# accident on the vehicle title



## Mr_Frenchie (Jul 13, 2015)

Thinking about buying a used Hybrid Camry. I know to comply to Uber their vehicle standards it has to be less than 10 years and has 4 doors. This car fits the requirement but it has an accident on the title that shows on carfax. The damage was fixed on the body long time ago. No issue in driving and no visual dents.

Will Uber approve this car? Sent them an e-mail but just wanted to check this forum if anyone knew the answer. or if anyone is driving a car with a past accident on their title.


----------



## KGB7 (Apr 23, 2015)

As far as i know, you cant have salvaged or flood damaged title. If the title is clear then you will be fine.

In some states, you can get a clean titles even if the car is salvaged, so make sure you do your own research on the car. 

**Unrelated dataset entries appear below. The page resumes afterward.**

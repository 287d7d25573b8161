use crate::artifact::{Artifact, NewArtifact};
use crate::run::{StepExecution, WorkflowRun};
use crate::template::WorkflowTemplate;
use async_trait::async_trait;
use serde::de::DeserializeOwned;
use serde::Serialize;
use std::collections::HashMap;
use std::path::{Path, PathBuf};
use tokio::sync::{Mutex, RwLock};
use uuid::Uuid;
use warden_core::{WardenError, WardenResult};

/// Persistence for templates, runs, execution history and artifacts.
#[async_trait]
pub trait WorkflowStore: Send + Sync {
    /// Persist a template.
    async fn save_template(&self, template: &WorkflowTemplate) -> WardenResult<()>;
    /// Fetch a template.
    async fn get_template(&self, id: Uuid) -> WardenResult<Option<WorkflowTemplate>>;
    /// All templates.
    async fn list_templates(&self) -> WardenResult<Vec<WorkflowTemplate>>;

    /// Insert or replace.
    async fn save_run(&self, run: &WorkflowRun) -> WardenResult<()>;
    /// Fetch a run.
    async fn get_run(&self, id: Uuid) -> WardenResult<Option<WorkflowRun>>;
    /// Ids of every stored run.
    async fn list_runs(&self) -> WardenResult<Vec<Uuid>>;

    /// Append to a run's execution history.
    async fn append_step_execution(&self, execution: &StepExecution) -> WardenResult<()>;
    /// In append order.
    async fn step_executions(&self, run_id: Uuid) -> WardenResult<Vec<StepExecution>>;

    /// Store the next version of `(run, name)` and make it the only latest one,
    /// as a single transaction.
    async fn write_artifact(&self, artifact: NewArtifact) -> WardenResult<Artifact>;
    /// `None` version reads the latest.
    async fn get_artifact(
        &self,
        run_id: Uuid,
        name: &str,
        version: Option<u32>,
    ) -> WardenResult<Option<Artifact>>;
    /// Every version of every artifact of a run, ordered by name then version.
    async fn list_artifacts(&self, run_id: Uuid) -> WardenResult<Vec<Artifact>>;
}

fn next_version(versions: &mut [Artifact], artifact: NewArtifact) -> WardenResult<Artifact> {
    let version = versions.iter().map(|a| a.version).max().unwrap_or(0) + 1;
    let created = artifact.into_artifact(version)?;
    for existing in versions.iter_mut() {
        existing.is_latest = false;
    }
    Ok(created)
}

fn pick_version(versions: &[Artifact], version: Option<u32>) -> Option<Artifact> {
    match version {
        Some(v) => versions.iter().find(|a| a.version == v).cloned(),
        None => versions.iter().find(|a| a.is_latest).cloned(),
    }
}

/// Volatile store for tests and short-lived processes.
#[derive(Default)]
pub struct InMemoryWorkflowStore {
    templates: RwLock<HashMap<Uuid, WorkflowTemplate>>,
    runs: RwLock<HashMap<Uuid, WorkflowRun>>,
    executions: RwLock<HashMap<Uuid, Vec<StepExecution>>>,
    artifacts: RwLock<HashMap<(Uuid, String), Vec<Artifact>>>,
}

impl InMemoryWorkflowStore {
    /// Empty store.
    pub fn new() -> Self {
        Self::default()
    }
}

#[async_trait]
impl WorkflowStore for InMemoryWorkflowStore {
    async fn save_template(&self, template: &WorkflowTemplate) -> WardenResult<()> {
        self.templates
            .write()
            .await
            .insert(template.id, template.clone());
        Ok(())
    }

    async fn get_template(&self, id: Uuid) -> WardenResult<Option<WorkflowTemplate>> {
        Ok(self.templates.read().await.get(&id).cloned())
    }

    async fn list_templates(&self) -> WardenResult<Vec<WorkflowTemplate>> {
        let mut templates: Vec<_> = self.templates.read().await.values().cloned().collect();
        templates.sort_by_key(|t| t.created_at);
        Ok(templates)
    }

    async fn save_run(&self, run: &WorkflowRun) -> WardenResult<()> {
        self.runs.write().await.insert(run.id, run.clone());
        Ok(())
    }

    async fn get_run(&self, id: Uuid) -> WardenResult<Option<WorkflowRun>> {
        Ok(self.runs.read().await.get(&id).cloned())
    }

    async fn list_runs(&self) -> WardenResult<Vec<Uuid>> {
        Ok(self.runs.read().await.keys().copied().collect())
    }

    async fn append_step_execution(&self, execution: &StepExecution) -> WardenResult<()> {
        self.executions
            .write()
            .await
            .entry(execution.run_id)
            .or_default()
            .push(execution.clone());
        Ok(())
    }

    async fn step_executions(&self, run_id: Uuid) -> WardenResult<Vec<StepExecution>> {
        Ok(self
            .executions
            .read()
            .await
            .get(&run_id)
            .cloned()
            .unwrap_or_default())
    }

    async fn write_artifact(&self, artifact: NewArtifact) -> WardenResult<Artifact> {
        let mut artifacts = self.artifacts.write().await;
        let versions = artifacts
            .entry((artifact.run_id, artifact.name.clone()))
            .or_default();
        let created = next_version(versions, artifact)?;
        versions.push(created.clone());
        Ok(created)
    }

    async fn get_artifact(
        &self,
        run_id: Uuid,
        name: &str,
        version: Option<u32>,
    ) -> WardenResult<Option<Artifact>> {
        let artifacts = self.artifacts.read().await;
        Ok(artifacts
            .get(&(run_id, name.to_string()))
            .and_then(|versions| pick_version(versions, version)))
    }

    async fn list_artifacts(&self, run_id: Uuid) -> WardenResult<Vec<Artifact>> {
        let artifacts = self.artifacts.read().await;
        let mut all: Vec<Artifact> = artifacts
            .iter()
            .filter(|((rid, _), _)| *rid == run_id)
            .flat_map(|(_, versions)| versions.iter().cloned())
            .collect();
        all.sort_by(|a, b| a.name.cmp(&b.name).then(a.version.cmp(&b.version)));
        Ok(all)
    }
}

/// JSON-file store. Every write goes to a temporary file renamed into place.
///
/// Layout under the root directory:
/// `templates/{id}.json`, `runs/{id}.json`, `executions/{run}.json`,
/// `artifacts/{run}/{hex(name)}.json` (all versions of one artifact).
pub struct JsonFileWorkflowStore {
    root: PathBuf,
    // Serializes read-modify-write of execution and artifact files.
    write_lock: Mutex<()>,
}

impl JsonFileWorkflowStore {
    /// Open a store at `root`, creating its directories.
    pub async fn new(root: PathBuf) -> WardenResult<Self> {
        for sub in ["templates", "runs", "executions", "artifacts"] {
            tokio::fs::create_dir_all(root.join(sub)).await?;
        }
        Ok(Self {
            root,
            write_lock: Mutex::new(()),
        })
    }

    /// Store root directory.
    pub fn root(&self) -> &Path {
        &self.root
    }

    fn template_path(&self, id: Uuid) -> PathBuf {
        self.root.join("templates").join(format!("{id}.json"))
    }

    fn run_path(&self, id: Uuid) -> PathBuf {
        self.root.join("runs").join(format!("{id}.json"))
    }

    fn executions_path(&self, run_id: Uuid) -> PathBuf {
        self.root.join("executions").join(format!("{run_id}.json"))
    }

    fn artifact_dir(&self, run_id: Uuid) -> PathBuf {
        self.root.join("artifacts").join(run_id.to_string())
    }

    fn artifact_path(&self, run_id: Uuid, name: &str) -> PathBuf {
        self.artifact_dir(run_id)
            .join(format!("{}.json", hex::encode(name.as_bytes())))
    }
}

async fn write_json_atomic<T: Serialize + Sync>(path: &Path, value: &T) -> WardenResult<()> {
    let json = serde_json::to_vec_pretty(value)?;
    let tmp = path.with_extension(format!("tmp-{}", Uuid::new_v4()));
    tokio::fs::write(&tmp, json).await?;
    if let Err(e) = tokio::fs::rename(&tmp, path).await {
        let _ = tokio::fs::remove_file(&tmp).await;
        return Err(e.into());
    }
    Ok(())
}

async fn read_json<T: DeserializeOwned>(path: &Path) -> WardenResult<Option<T>> {
    match tokio::fs::read(path).await {
        Ok(bytes) => serde_json::from_slice(&bytes).map(Some).map_err(|e| {
            WardenError::Persistence(format!("Failed to parse {}: {e}", path.display()))
        }),
        Err(e) if e.kind() == std::io::ErrorKind::NotFound => Ok(None),
        Err(e) => Err(e.into()),
    }
}

async fn read_json_dir<T: DeserializeOwned>(dir: &Path) -> WardenResult<Vec<T>> {
    let mut items = Vec::new();
    let mut entries = match tokio::fs::read_dir(dir).await {
        Ok(entries) => entries,
        Err(e) if e.kind() == std::io::ErrorKind::NotFound => return Ok(items),
        Err(e) => return Err(e.into()),
    };
    while let Some(entry) = entries.next_entry().await? {
        let path = entry.path();
        if path.extension().and_then(|e| e.to_str()) != Some("json") {
            continue;
        }
        if let Some(item) = read_json(&path).await? {
            items.push(item);
        }
    }
    Ok(items)
}

#[async_trait]
impl WorkflowStore for JsonFileWorkflowStore {
    async fn save_template(&self, template: &WorkflowTemplate) -> WardenResult<()> {
        write_json_atomic(&self.template_path(template.id), template).await
    }

    async fn get_template(&self, id: Uuid) -> WardenResult<Option<WorkflowTemplate>> {
        read_json(&self.template_path(id)).await
    }

    async fn list_templates(&self) -> WardenResult<Vec<WorkflowTemplate>> {
        let mut templates: Vec<WorkflowTemplate> =
            read_json_dir(&self.root.join("templates")).await?;
        templates.sort_by_key(|t| t.created_at);
        Ok(templates)
    }

    async fn save_run(&self, run: &WorkflowRun) -> WardenResult<()> {
        write_json_atomic(&self.run_path(run.id), run).await
    }

    async fn get_run(&self, id: Uuid) -> WardenResult<Option<WorkflowRun>> {
        read_json(&self.run_path(id)).await
    }

    async fn list_runs(&self) -> WardenResult<Vec<Uuid>> {
        let mut entries = tokio::fs::read_dir(self.root.join("runs")).await?;
        let mut ids = Vec::new();
        while let Some(entry) = entries.next_entry().await? {
            if let Some(name) = entry.file_name().to_str() {
                if let Some(stem) = name.strip_suffix(".json") {
                    if let Ok(id) = Uuid::parse_str(stem) {
                        ids.push(id);
                    }
                }
            }
        }
        Ok(ids)
    }

    async fn append_step_execution(&self, execution: &StepExecution) -> WardenResult<()> {
        let _guard = self.write_lock.lock().await;
        let path = self.executions_path(execution.run_id);
        let mut all: Vec<StepExecution> = read_json(&path).await?.unwrap_or_default();
        all.push(execution.clone());
        write_json_atomic(&path, &all).await
    }

    async fn step_executions(&self, run_id: Uuid) -> WardenResult<Vec<StepExecution>> {
        Ok(read_json(&self.executions_path(run_id))
            .await?
            .unwrap_or_default())
    }

    async fn write_artifact(&self, artifact: NewArtifact) -> WardenResult<Artifact> {
        let _guard = self.write_lock.lock().await;
        tokio::fs::create_dir_all(self.artifact_dir(artifact.run_id)).await?;
        let path = self.artifact_path(artifact.run_id, &artifact.name);
        let mut versions: Vec<Artifact> = read_json(&path).await?.unwrap_or_default();
        let created = next_version(&mut versions, artifact)?;
        versions.push(created.clone());
        write_json_atomic(&path, &versions).await?;
        Ok(created)
    }

    async fn get_artifact(
        &self,
        run_id: Uuid,
        name: &str,
        version: Option<u32>,
    ) -> WardenResult<Option<Artifact>> {
        let versions: Vec<Artifact> = read_json(&self.artifact_path(run_id, name))
            .await?
            .unwrap_or_default();
        Ok(pick_version(&versions, version))
    }

    async fn list_artifacts(&self, run_id: Uuid) -> WardenResult<Vec<Artifact>> {
        let groups: Vec<Vec<Artifact>> = read_json_dir(&self.artifact_dir(run_id)).await?;
        let mut all: Vec<Artifact> = groups.into_iter().flatten().collect();
        all.sort_by(|a, b| a.name.cmp(&b.name).then(a.version.cmp(&b.version)));
        Ok(all)
    }
}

Email Uber and ask them to run a VIN check. CarFax is not the most accurate source of information.


----------



## azndriver87 (Mar 23, 2015)

my car has an accident. 

as long as it passes safetly inspection, it is driveable.


----------



## Permai Lindal (Jan 10, 2015)

Thanks.


----------



## Mycarhatesme (Jul 21, 2015)

Just had this BS sent from Uber on a nice car I used for 3 months and made like 200+ trips on it before I sold it a month ago. 
They take 4 months to figure things out and email you after you sell the car? Or just a new bs "policy" from uber? 
Has structural damage on the record. Clean title. Good thing they give you a month before deactivation.



















ACTION REQUIRED

Hey (driver name),
We regret to inform you that your vehicle does not meet the requirements to be used on the Uber platform.
Through a recent audit conducted in conjunction with a third party, we've found that your vehicle has a branded title. This means the vehicle has been declared damaged by an insurance company in the past. For more information on branded vehicles, please read below.
As such, the vehicle listed below will be deactivated from the Uber system on 8/24/15.

*Affected Vehicle:*
2009 Chevrolet Malibu
VIN: 1G1ZH57B39F152331

Reason:
Frame Damage


----------



## Lebron 23 (Jul 7, 2017)

azndriver87 said:


> my car has an accident.
> 
> as long as it passes safetly inspection, it is driveable.


Have u been using it with uber


----------



## Robertk (Jun 8, 2015)

cars that have been in accidents often deploy the airbags. Sometime a shady repair shop will not replace the expensive airbags. An pre-purchase inspection can verify if the airbags are functional.


----------